//! Report line formatting and output.

use std::fmt;
use std::io::{self, Write};
use std::sync::{Arc, Mutex};

use crossterm::style::{Color, Stylize, style};

use sizeprint_core::{BuildError, FileMetrics};

/// Format size in human-readable form.
pub fn format_size(bytes: u64) -> String {
    humansize::format_size(bytes, humansize::BINARY)
}

/// Format one report line, without the trailing newline.
///
/// `<path> => <size>`, followed by ` (<size> gzipped)` when a compressed
/// size was measured. With `colors` off the line carries no escape
/// sequences; the visible text is the same either way.
pub fn format_line(metrics: &FileMetrics, colors: bool) -> String {
    let path = metrics.relative_path.display().to_string();
    let size = format_size(metrics.raw_size);

    let mut line = format!(
        "{} => {}",
        paint(path, Color::Yellow, colors),
        paint(size, Color::Green, colors)
    );

    if let Some(gzipped) = metrics.gzipped_size {
        let suffix = format!(" ({} gzipped)", format_size(gzipped));
        line.push_str(&paint(suffix, Color::Grey, colors));
    }

    line
}

fn paint(text: String, color: Color, colors: bool) -> String {
    if colors {
        style(text).with(color).to_string()
    } else {
        text
    }
}

/// Writes one line per measured file to a sink.
///
/// Each line is written with a single call while holding the sink's lock,
/// so lines reported from concurrent tasks never interleave.
pub struct Reporter<W> {
    sink: Mutex<W>,
    colors: bool,
}

impl Reporter<io::Stdout> {
    /// Create a reporter writing to standard output.
    pub fn stdout(colors: bool) -> Self {
        Self::new(io::stdout(), colors)
    }
}

impl<W: Write> Reporter<W> {
    /// Create a reporter writing to `sink`.
    pub fn new(sink: W, colors: bool) -> Self {
        Self {
            sink: Mutex::new(sink),
            colors,
        }
    }

    /// Format the line for `metrics` without writing it.
    pub fn format_line(&self, metrics: &FileMetrics) -> String {
        format_line(metrics, self.colors)
    }

    /// Write the line for `metrics`, terminated by a single newline.
    pub fn report(&self, metrics: &FileMetrics) -> Result<(), BuildError> {
        let mut line = self.format_line(metrics);
        line.push('\n');

        let mut sink = self.sink.lock().map_err(|_| BuildError::Report {
            source: io::Error::other("report sink lock poisoned"),
        })?;
        sink.write_all(line.as_bytes())
            .and_then(|()| sink.flush())
            .map_err(|source| BuildError::Report { source })
    }
}

impl<W> fmt::Debug for Reporter<W> {
    fn fmt(&self, f: &mut fmt::Formatter<'_>) -> fmt::Result {
        f.debug_struct("Reporter")
            .field("colors", &self.colors)
            .finish_non_exhaustive()
    }
}

/// Cloneable in-memory sink; every clone shares the same buffer.
#[derive(Debug, Clone, Default)]
pub struct LineBuffer {
    inner: Arc<Mutex<Vec<u8>>>,
}

impl LineBuffer {
    /// Create an empty buffer.
    pub fn new() -> Self {
        Self::default()
    }

    /// Everything written so far, decoded lossily as UTF-8.
    pub fn contents(&self) -> String {
        let bytes = self.inner.lock().map(|b| b.clone()).unwrap_or_default();
        String::from_utf8_lossy(&bytes).into_owned()
    }

    /// Written lines, without their terminators.
    pub fn lines(&self) -> Vec<String> {
        self.contents().lines().map(str::to_owned).collect()
    }
}

impl Write for LineBuffer {
    fn write(&mut self, buf: &[u8]) -> io::Result<usize> {
        let mut inner = self
            .inner
            .lock()
            .map_err(|_| io::Error::other("line buffer lock poisoned"))?;
        inner.extend_from_slice(buf);
        Ok(buf.len())
    }

    fn flush(&mut self) -> io::Result<()> {
        Ok(())
    }
}

#[cfg(test)]
mod tests {
    use super::*;
    use regex::Regex;

    fn strip_ansi(text: &str) -> String {
        Regex::new(r"\x1b\[[0-9;]*m").unwrap().replace_all(text, "").into_owned()
    }

    #[test]
    fn test_plain_line_without_gzip() {
        let metrics = FileMetrics::raw("lorem.txt", 1000);
        assert_eq!(
            format_line(&metrics, false),
            format!("lorem.txt => {}", format_size(1000))
        );
    }

    #[test]
    fn test_plain_line_with_gzip() {
        let metrics = FileMetrics::gzipped("subdir/other.txt", 2048, 512);
        assert_eq!(
            format_line(&metrics, false),
            format!(
                "subdir/other.txt => {} ({} gzipped)",
                format_size(2048),
                format_size(512)
            )
        );
    }

    #[test]
    fn test_plain_line_has_no_escapes() {
        let metrics = FileMetrics::gzipped("image.png", 2000, 1900);
        assert!(!format_line(&metrics, false).contains('\x1b'));
    }

    #[test]
    fn test_colored_line_has_same_text() {
        let metrics = FileMetrics::gzipped("image.png", 2000, 1900);
        assert_eq!(
            strip_ansi(&format_line(&metrics, true)),
            format_line(&metrics, false)
        );
    }

    #[test]
    fn test_format_size_binary_units() {
        assert!(format_size(2048).contains("KiB"));
        assert!(format_size(3 * 1024 * 1024).contains("MiB"));
    }

    #[test]
    fn test_format_size_monotonic_within_unit() {
        let number = |bytes: u64| -> f64 {
            format_size(bytes)
                .split_whitespace()
                .next()
                .unwrap()
                .parse()
                .unwrap()
        };

        let mut previous = number(1024);
        for bytes in (1024..1024 * 1000).step_by(997) {
            let current = number(bytes);
            assert!(current >= previous, "{bytes} rendered smaller than its predecessor");
            previous = current;
        }
    }

    #[test]
    fn test_report_writes_one_line_per_call() {
        let buffer = LineBuffer::new();
        let reporter = Reporter::new(buffer.clone(), false);

        reporter.report(&FileMetrics::raw("a.txt", 1)).unwrap();
        reporter.report(&FileMetrics::raw("b.txt", 2)).unwrap();

        assert!(buffer.contents().ends_with('\n'));
        assert_eq!(
            buffer.lines(),
            vec![
                format!("a.txt => {}", format_size(1)),
                format!("b.txt => {}", format_size(2)),
            ]
        );
    }

    #[test]
    fn test_report_surfaces_sink_errors() {
        struct Broken;

        impl Write for Broken {
            fn write(&mut self, _buf: &[u8]) -> io::Result<usize> {
                Err(io::Error::new(io::ErrorKind::BrokenPipe, "closed"))
            }

            fn flush(&mut self) -> io::Result<()> {
                Ok(())
            }
        }

        let reporter = Reporter::new(Broken, false);
        let result = reporter.report(&FileMetrics::raw("a.txt", 1));
        assert!(matches!(result, Err(BuildError::Report { .. })));
    }
}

——————

Exercise details - Start with the line above that contains "humansize::format_size(bytes, humansize::BINARY)" and end with the line that contains "style(text).with(color).to_string()". Write out those lines exactly, and only those.

Solution for this task -
    humansize::format_size(bytes, humansize::BINARY)
}

/// Format one report line, without the trailing newline.
///
/// `<path> => <size>`, followed by ` (<size> gzipped)` when a compressed
/// size was measured. With `colors` off the line carries no escape
/// sequences; the visible text is the same either way.
pub fn format_line(metrics: &FileMetrics, colors: bool) -> String {
    let path = metrics.relative_path.display().to_string();
    let size = format_size(metrics.raw_size);

    let mut line = format!(
        "{} => {}",
        paint(path, Color::Yellow, colors),
        paint(size, Color::Green, colors)
    );

    if let Some(gzipped) = metrics.gzipped_size {
        let suffix = format!(" ({} gzipped)", format_size(gzipped));
        line.push_str(&paint(suffix, Color::Grey, colors));
    }

    line
}

fn paint(text: String, color: Color, colors: bool) -> String {
    if colors {
        style(text).with(color).to_string()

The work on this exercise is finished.